From the entries below, list each line with "bool".

[Stored data]
BEGIN

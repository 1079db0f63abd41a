//! Command implementations

pub mod clean;
pub mod export;
pub mod list;
pub mod new;
//! Site configuration (_config.yml)

use anyhow::Result;
use serde::{Deserialize, Serialize};
use std::collections::HashMap;
use std::fs;
use std::path::Path;

use super::Information;

/// Main site configuration
#[derive(Debug, Clone, Serialize, Deserialize)]
#[serde(default)]
pub struct SiteConfig {
    // Site
    pub title: String,
    pub description: String,
    pub url: String,

    // Directory
    /// Markdown articles, relative to the base directory
    pub content_dir: String,
    /// Static assets served as the router fallback
    pub static_dir: String,
    /// Output directory of the `export` command
    pub export_dir: String,

    // Date / Time format
    /// Moment.js-style format used for an article's `printDate`
    pub date_format: String,

    #[serde(default)]
    pub highlight: HighlightConfig,

    // Profile
    #[serde(default)]
    pub information: Information,

    // Store any additional fields
    #[serde(flatten)]
    pub extra: HashMap<String, serde_yaml::Value>,
}

impl Default for SiteConfig {
    fn default() -> Self {
        Self {
            title: "Portfolio".to_string(),
            description: String::new(),
            url: "http://localhost:3000".to_string(),

            content_dir: "content/articles".to_string(),
            static_dir: "static".to_string(),
            export_dir: "public".to_string(),

            date_format: "MMMM D, YYYY".to_string(),

            highlight: HighlightConfig::default(),
            information: Information::default(),
            extra: HashMap::new(),
        }
    }
}

impl SiteConfig {
    /// Load configuration from a file
    pub fn load<P: AsRef<Path>>(path: P) -> Result<Self> {
        let content = fs::read_to_string(path.as_ref())?;
        let config: SiteConfig = serde_yaml::from_str(&content)?;
        Ok(config)
    }
}

/// Code block highlighting configuration
#[derive(Debug, Clone, Serialize, Deserialize)]
#[serde(default)]
pub struct HighlightConfig {
    pub enable: bool,
    /// syntect theme name
    pub theme: String,
    pub line_number: bool,
}

impl Default for HighlightConfig {
    fn default() -> Self {
        Self {
            enable: true,
            theme: "base16-ocean.dark".to_string(),
            line_number: false,
        }
    }
}
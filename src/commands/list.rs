//! List site content

use anyhow::Result;

use crate::Folio;

/// List site content by type
pub fn run(folio: &Folio, content_type: &str) -> Result<()> {
    match content_type {
        "article" | "articles" => {
            let articles = folio.load_articles()?;
            println!("Articles ({}):", articles.len());
            for article in articles {
                println!(
                    "  {} - {} [{}]",
                    article.published().format("%Y-%m-%d"),
                    article.title,
                    article.slug
                );
            }
        }
        "social" => {
            let info = &folio.config.information;
            for (name, url) in info.social_links() {
                println!("  {}: {}", name, url);
            }
        }
        "skill" | "skills" => {
            let info = &folio.config.information;
            let skills = info.skill_list();
            println!("Skills ({}):", skills.len());
            for skill in skills {
                println!("  {}", skill);
            }
        }
        _ => {
            anyhow::bail!(
                "Unknown type: {}. Available: article, social, skill",
                content_type
            );
        }
    }

    Ok(())
}
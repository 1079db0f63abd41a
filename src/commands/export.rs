//! Export the article index as static JSON files

use anyhow::Result;
use std::fs;
use std::path::Path;

use crate::config::Information;
use crate::index::ArticleIndex;
use crate::Folio;

/// Build the index and write it to the export directory
pub fn run(folio: &Folio) -> Result<()> {
    let start = std::time::Instant::now();

    let index = folio.build_index()?;
    let written = write_index(&index, &folio.config.information, &folio.export_dir)?;

    tracing::info!(
        "Exported {} articles to {:?} in {:?}",
        written,
        folio.export_dir,
        start.elapsed()
    );

    Ok(())
}

/// Write `articles.json`, `articles/<slug>.json` and `information.json`
///
/// The `articles/` directory is rebuilt from scratch. The files hold exactly
/// the bytes the server would send. Returns the number of article files
/// written.
pub fn write_index(index: &ArticleIndex, information: &Information, out_dir: &Path) -> Result<usize> {
    let articles_dir = out_dir.join("articles");
    // Files of deleted articles must not outlive them
    if articles_dir.exists() {
        fs::remove_dir_all(&articles_dir)?;
    }
    fs::create_dir_all(&articles_dir)?;

    fs::write(out_dir.join("articles.json"), index.list_json())?;
    fs::write(
        out_dir.join("information.json"),
        serde_json::to_string(information)?,
    )?;

    let mut written = 0;
    for (slug, json) in index.iter() {
        if !is_safe_file_name(slug) {
            tracing::warn!("Not exporting article with unsafe slug {:?}", slug);
            continue;
        }
        fs::write(articles_dir.join(format!("{}.json", slug)), json)?;
        tracing::debug!("Wrote articles/{}.json", slug);
        written += 1;
    }

    Ok(written)
}

/// A slug must stay inside the articles directory
fn is_safe_file_name(slug: &str) -> bool {
    !slug.contains(['/', '\\']) && slug != "." && slug != ".."
}
//! Article models

use chrono::NaiveDateTime;
use indexmap::IndexMap;
use lazy_static::lazy_static;
use regex::Regex;
use serde::{Deserialize, Serialize};

use super::ContentError;
use crate::helpers;

lazy_static! {
    /// Three tabs at the start of any line of the rendered body
    static ref LEADING_TABS: Regex = Regex::new(r"(?m)^\t{3}").expect("valid regex");
}

/// Front-matter keys that the article record already defines itself
const RESERVED_KEYS: [&str; 2] = ["html", "printDate"];

/// A parsed markdown document, before normalization
#[derive(Debug, Clone, PartialEq)]
pub struct ArticleSource {
    pub title: String,
    /// Publication date as written in the front-matter
    pub date: String,
    pub slug: String,
    pub excerpt: String,
    /// Rendered HTML body
    pub html: String,
    /// Custom front-matter fields
    pub extra: IndexMap<String, serde_yaml::Value>,
}

/// A normalized article, as served by `/articles/:slug`
#[derive(Debug, Clone, Serialize)]
pub struct Article {
    pub title: String,
    pub date: String,
    pub slug: String,
    pub excerpt: String,
    pub html: String,

    /// Human readable publication date
    #[serde(rename = "printDate")]
    pub print_date: String,

    #[serde(flatten)]
    pub extra: IndexMap<String, serde_yaml::Value>,

    /// Parsed `date`, the sort key
    #[serde(skip)]
    published: NaiveDateTime,
}

/// The listing projection of an article
#[derive(Debug, Clone, PartialEq, Eq, Serialize, Deserialize)]
pub struct ArticleSummary {
    pub title: String,
    pub slug: String,
    pub excerpt: String,
    #[serde(rename = "printDate")]
    pub print_date: String,
}

impl Article {
    /// Normalize a parsed document
    ///
    /// Only `html` is touched by the indentation fix; every other field is
    /// carried over as written.
    pub fn from_source(source: ArticleSource, date_format: &str) -> Result<Self, ContentError> {
        let ArticleSource {
            title,
            date,
            slug,
            excerpt,
            html,
            mut extra,
        } = source;

        let published = helpers::parse_date(&date).ok_or_else(|| ContentError::InvalidDate {
            slug: slug.clone(),
            date: date.clone(),
        })?;
        let print_date = helpers::format_date(&published, date_format)
            .map_err(|_| ContentError::InvalidDateFormat(date_format.to_string()))?;

        extra.retain(|key, _| !RESERVED_KEYS.contains(&key.as_str()));

        Ok(Self {
            title,
            date,
            slug,
            excerpt,
            html: strip_indentation(&html),
            print_date,
            extra,
            published,
        })
    }

    /// Parsed publication date
    pub fn published(&self) -> NaiveDateTime {
        self.published
    }

    /// Project to the fields shown in the article list
    pub fn summary(&self) -> ArticleSummary {
        ArticleSummary {
            title: self.title.clone(),
            slug: self.slug.clone(),
            excerpt: self.excerpt.clone(),
            print_date: self.print_date.clone(),
        }
    }
}

/// Remove three leading tabs from every line that has them
///
/// Lines indented with fewer tabs are left alone; deeper lines lose exactly
/// three.
pub fn strip_indentation(html: &str) -> String {
    LEADING_TABS.replace_all(html, "").into_owned()
}

/// Sort by publication date, newest first, keeping input order for ties
pub fn sort_newest_first(articles: &mut [Article]) {
    // sort_by is stable
    articles.sort_by(|a, b| b.published.cmp(&a.published));
}
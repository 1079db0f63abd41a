//! Clean the export directory

use anyhow::Result;
use std::fs;

use crate::Folio;

/// Remove everything written by `export`
pub fn run(folio: &Folio) -> Result<()> {
    if folio.export_dir.exists() {
        fs::remove_dir_all(&folio.export_dir)?;
        tracing::info!("Deleted: {:?}", folio.export_dir);
    }

    Ok(())
}
//! Terrahook
//!
//! A webhook service that accepts Terraform provisioning requests over HTTP
//! and dispatches the runner script without blocking the response.
//!
//! Architecture:
//! - Configuration: Load settings from environment or defaults
//! - API: HTTP router and handlers (axum)
//! - Services: Business logic (run dispatch, script execution)
//!
//! The service acknowledges a valid request with 202 immediately; the runner
//! script executes in a detached task and its outcome is only visible in the
//! server logs.

mod api;
mod config;
mod service;

use anyhow::{Context, Result};
use std::sync::Arc;
use tracing::{info, warn};
use tracing_subscriber::{layer::SubscriberExt, util::SubscriberInitExt};

use crate::api::AppState;
use crate::config::Config;
use crate::service::{RunLauncher, ScriptLauncher};

#[tokio::main]
async fn main() -> Result<()> {
    // Initialize logging
    tracing_subscriber::registry()
        .with(
            tracing_subscriber::EnvFilter::try_from_default_env()
                .unwrap_or_else(|_| "terrahook=debug,tower_http=debug".into()),
        )
        .with(tracing_subscriber::fmt::layer())
        .init();

    info!("Starting Terrahook...");

    // Load configuration
    let config = Config::from_env();
    config.validate()?;

    info!(
        "Loaded configuration: runner_script={}, log_dir={}, max_parallel_runs={}",
        config.runner_script.display(),
        config.log_dir.display(),
        config.max_parallel_runs
    );

    // Requests are accepted regardless; the script is only resolved at run time
    if !config.runner_script.is_file() {
        warn!(
            "Runner script {} does not exist or is not a file",
            config.runner_script.display()
        );
    }

    let launcher: Arc<dyn RunLauncher> = Arc::new(ScriptLauncher::new(
        config.runner_script.clone(),
        config.max_parallel_runs,
    ));

    let state = AppState {
        launcher,
        log_dir: config.log_dir.clone(),
    };

    // Build router with all API endpoints
    let app = api::create_router(state);

    info!("Listening on {}", config.bind_addr);

    let listener = tokio::net::TcpListener::bind(&config.bind_addr)
        .await
        .context("Failed to bind to address")?;

    axum::serve(listener, app)
        .await
        .context("Server error")?;

    Ok(())
}
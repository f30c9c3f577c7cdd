//! API Error Handling
//!
//! Unified error types and conversion for API responses.

use axum::{
    Json,
    http::StatusCode,
    response::{IntoResponse, Response},
};

/// API error type
#[derive(Debug)]
pub enum ApiError {
    NotFound(String),
    BadRequest(String),
    Internal(anyhow::Error),
}

impl IntoResponse for ApiError {
    fn into_response(self) -> Response {
        let (status, message) = match self {
            ApiError::NotFound(msg) => (StatusCode::NOT_FOUND, msg),
            ApiError::BadRequest(msg) => (StatusCode::BAD_REQUEST, msg),
            ApiError::Internal(err) => {
                tracing::error!("Internal error: {:#}", err);
                (StatusCode::INTERNAL_SERVER_ERROR, err.to_string())
            }
        };

        (status, Json(serde_json::json!({ "error": message }))).into_response()
    }
}

impl From<anyhow::Error> for ApiError {
    fn from(err: anyhow::Error) -> Self {
        ApiError::Internal(err)
    }
}

pub type ApiResult<T> = Result<T, ApiError>;

/// Fallback handler for unknown paths and unsupported methods
pub async fn not_found() -> ApiError {
    ApiError::NotFound("Not found".to_string())
}
//! Service layer
//!
//! Services contain the business logic of the webhook: dispatching accepted
//! runs to the external runner script.
//!
//! The launcher is trait-based to enable testing and dependency injection.

mod launcher;

// Re-export traits
pub use launcher::RunLauncher;

// Re-export implementations and types
pub use launcher::{ScriptLauncher, TerraformRun};
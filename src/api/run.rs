//! Run API Handler
//!
//! HTTP endpoint that accepts a provisioning request, validates it, and
//! dispatches the runner script without awaiting its completion.

use axum::{
    Json,
    extract::{State, rejection::JsonRejection},
    http::StatusCode,
};
use serde::{Deserialize, Serialize};

use crate::api::AppState;
use crate::api::error::{ApiError, ApiResult};
use crate::service::TerraformRun;

/// Request body for POST /run-terraform
#[derive(Debug, Deserialize)]
pub struct RunTerraformRequest {
    /// Project to provision; required and must be non-empty
    pub project_name: Option<String>,
    /// Terraform command verb; defaults to "plan"
    pub command: Option<String>,
}

/// Acknowledgement body returned with 202
#[derive(Debug, Serialize)]
pub struct RunAccepted {
    pub status: &'static str,
    pub message: String,
    pub run_id: String,
    /// Where the runner script is expected to write its log.
    /// Constructed, never verified to exist.
    pub log_file: String,
}

/// POST /run-terraform
/// Validate the request, acknowledge it, and dispatch the run
pub async fn run_terraform(
    State(state): State<AppState>,
    body: Result<Json<RunTerraformRequest>, JsonRejection>,
) -> ApiResult<(StatusCode, Json<RunAccepted>)> {
    let Json(req) = body
        .map_err(|_| ApiError::BadRequest("Invalid JSON in request body".to_string()))?;

    let project_name = match req.project_name {
        Some(name) if !name.is_empty() => name,
        _ => {
            return Err(ApiError::BadRequest(
                "Missing project_name parameter".to_string(),
            ));
        }
    };

    let command = req.command.unwrap_or_else(|| "plan".to_string());

    // Seconds resolution; matches the log file naming used by the runner
    // script, not unique across runs accepted within the same second
    let run_id = chrono::Utc::now().timestamp().to_string();

    let log_file = state
        .log_dir
        .join(format!("terraform-{}-{}.log", project_name, run_id))
        .display()
        .to_string();

    tracing::info!(
        "Accepted terraform {} for project {} (run {})",
        command,
        project_name,
        run_id
    );

    state
        .launcher
        .launch(TerraformRun {
            project_name: project_name.clone(),
            command: command.clone(),
            run_id: run_id.clone(),
        })
        .await;

    Ok((
        StatusCode::ACCEPTED,
        Json(RunAccepted {
            status: "accepted",
            message: format!("Terraform {} for {} started", command, project_name),
            run_id,
            log_file,
        }),
    ))
}

#[cfg(test)]
mod tests {
    use super::*;
    use crate::api::{AppState, create_router};
    use crate::service::RunLauncher;
    use async_trait::async_trait;
    use axum::Router;
    use axum::body::Body;
    use axum::http::{Method, Request, Response, header};
    use http_body_util::BodyExt;
    use std::path::PathBuf;
    use std::sync::{Arc, Mutex};
    use tower::ServiceExt;

    /// Records launched runs instead of executing anything
    #[derive(Default)]
    struct RecordingLauncher {
        launched: Mutex<Vec<TerraformRun>>,
    }

    #[async_trait]
    impl RunLauncher for RecordingLauncher {
        async fn launch(&self, run: TerraformRun) {
            self.launched.lock().unwrap().push(run);
        }
    }

    fn test_app() -> (Router, Arc<RecordingLauncher>) {
        let launcher = Arc::new(RecordingLauncher::default());
        let state = AppState {
            launcher: launcher.clone(),
            log_dir: PathBuf::from("/home/terraform/logs"),
        };
        (create_router(state), launcher)
    }

    async fn post_json(app: Router, uri: &str, body: &str) -> Response<Body> {
        app.oneshot(
            Request::builder()
                .method(Method::POST)
                .uri(uri)
                .header(header::CONTENT_TYPE, "application/json")
                .body(Body::from(body.to_string()))
                .unwrap(),
        )
        .await
        .unwrap()
    }

    async fn body_json(response: Response<Body>) -> serde_json::Value {
        let bytes = response.into_body().collect().await.unwrap().to_bytes();
        serde_json::from_slice(&bytes).unwrap()
    }

    #[tokio::test]
    async fn accepts_run_with_default_command() {
        let (app, launcher) = test_app();

        let response = post_json(app, "/run-terraform", r#"{"project_name": "site-a"}"#).await;
        assert_eq!(response.status(), StatusCode::ACCEPTED);

        let json = body_json(response).await;
        assert_eq!(json["status"], "accepted");
        assert!(
            json["message"]
                .as_str()
                .unwrap()
                .contains("plan for site-a")
        );
        assert!(json["run_id"].is_string());
        assert!(
            json["log_file"]
                .as_str()
                .unwrap()
                .starts_with("/home/terraform/logs/terraform-site-a-")
        );

        let launched = launcher.launched.lock().unwrap();
        assert_eq!(launched.len(), 1);
        assert_eq!(launched[0].project_name, "site-a");
        assert_eq!(launched[0].command, "plan");
    }

    #[tokio::test]
    async fn accepts_run_with_explicit_command() {
        let (app, launcher) = test_app();

        let response = post_json(
            app,
            "/run-terraform",
            r#"{"project_name": "site-a", "command": "apply"}"#,
        )
        .await;
        assert_eq!(response.status(), StatusCode::ACCEPTED);

        let json = body_json(response).await;
        assert!(
            json["message"]
                .as_str()
                .unwrap()
                .contains("apply for site-a")
        );

        let launched = launcher.launched.lock().unwrap();
        assert_eq!(launched.len(), 1);
        assert_eq!(launched[0].project_name, "site-a");
        assert_eq!(launched[0].command, "apply");
    }

    #[tokio::test]
    async fn rejects_missing_project_name() {
        let (app, launcher) = test_app();

        let response = post_json(app, "/run-terraform", "{}").await;
        assert_eq!(response.status(), StatusCode::BAD_REQUEST);

        assert!(launcher.launched.lock().unwrap().is_empty());
    }

    #[tokio::test]
    async fn rejects_empty_project_name() {
        let (app, launcher) = test_app();

        let response = post_json(app, "/run-terraform", r#"{"project_name": ""}"#).await;
        assert_eq!(response.status(), StatusCode::BAD_REQUEST);

        assert!(launcher.launched.lock().unwrap().is_empty());
    }

    #[tokio::test]
    async fn rejects_invalid_json_body() {
        let (app, launcher) = test_app();

        let response = post_json(app, "/run-terraform", "not json").await;
        assert_eq!(response.status(), StatusCode::BAD_REQUEST);

        assert!(launcher.launched.lock().unwrap().is_empty());
    }

    #[tokio::test]
    async fn unknown_path_returns_404() {
        let (app, _launcher) = test_app();

        let response = post_json(app, "/run-ansible", r#"{"project_name": "site-a"}"#).await;
        assert_eq!(response.status(), StatusCode::NOT_FOUND);
    }

    #[tokio::test]
    async fn wrong_method_returns_404() {
        let (app, launcher) = test_app();

        let response = app
            .oneshot(
                Request::builder()
                    .method(Method::GET)
                    .uri("/run-terraform")
                    .body(Body::empty())
                    .unwrap(),
            )
            .await
            .unwrap();
        assert_eq!(response.status(), StatusCode::NOT_FOUND);

        assert!(launcher.launched.lock().unwrap().is_empty());
    }

    #[tokio::test]
    async fn health_check_returns_ok() {
        let (app, _launcher) = test_app();

        let response = app
            .oneshot(
                Request::builder()
                    .method(Method::GET)
                    .uri("/health")
                    .body(Body::empty())
                    .unwrap(),
            )
            .await
            .unwrap();
        assert_eq!(response.status(), StatusCode::OK);
    }
}
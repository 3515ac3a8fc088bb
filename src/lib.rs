//! Axon MCP - server-side runtime for the Model Context Protocol
//!
//! This library implements the session/protocol core of an MCP server: the
//! lifecycle state machine, per-session request/response correlation over an
//! asynchronous transport, capability negotiation, and the dispatch engine
//! routing inbound JSON-RPC requests and notifications to registered tool,
//! resource, prompt, and completion handlers.
//!
//! # Architecture
//!
//! The library is organized into the following modules:
//!
//! - `types`: JSON-RPC envelope and MCP domain payloads, wire-exact
//! - `transport`: the transport contract plus an in-process channel binding
//! - `session`: single-stream and streamable session variants
//! - `server`: registries, dispatch tables, the exchange facade, and the
//!   stateful/stateless server variants
//! - `validation`: structured-output schema validation decorator
//! - `uri_template`: `{var}` URI template matching for resources
//! - `error`: error types and result aliases
//!
//! # Example
//!
//! ```no_run
//! use axon_mcp::server::{handler_fn, McpServer, ToolSpec};
//! use axon_mcp::transport::channel::ChannelTransportProvider;
//! use axon_mcp::transport::McpServerTransportProvider;
//! use axon_mcp::types::{
//!     CallToolResult, Implementation, ServerCapabilities, Tool, ToolsCapability,
//! };
//!
//! #[tokio::main]
//! async fn main() -> anyhow::Result<()> {
//!     let server = McpServer::builder()
//!         .server_info(Implementation::new("axon-mcp", "0.2.0"))
//!         .capabilities(ServerCapabilities {
//!             tools: Some(ToolsCapability { list_changed: Some(true) }),
//!             ..Default::default()
//!         })
//!         .tool(ToolSpec::new(
//!             Tool {
//!                 name: "echo".to_string(),
//!                 title: None,
//!                 description: Some("Echoes its arguments".to_string()),
//!                 input_schema: serde_json::json!({"type": "object"}),
//!                 output_schema: None,
//!                 annotations: None,
//!                 meta: None,
//!             },
//!             handler_fn(|_exchange, params| async move {
//!                 Ok(CallToolResult::from_text(format!("{:?}", params.arguments)))
//!             }),
//!         )?)
//!         .build()?;
//!
//!     let provider = ChannelTransportProvider::new();
//!     provider.set_session_factory(server.session_factory());
//!     // Transports now create one session per accepted connection.
//!     Ok(())
//! }
//! ```

pub mod error;
pub mod server;
pub mod session;
pub mod transport;
pub mod types;
pub mod uri_template;
pub mod validation;

// Re-export commonly used types
pub use error::{McpServerError, Result};
pub use server::{
    McpServer, McpServerBuilder, McpServerExchange, McpStatelessServer, ToolSpec,
};
pub use session::{McpServerSession, McpStreamableServerSession, SessionPhase};
pub use transport::{McpServerTransport, McpServerTransportProvider};
pub use validation::SchemaValidator;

END

▸ **Written answer**:
    pub enable: bool,
    pub line_number: bool,
fn is_safe_file_name(slug: &str) -> bool {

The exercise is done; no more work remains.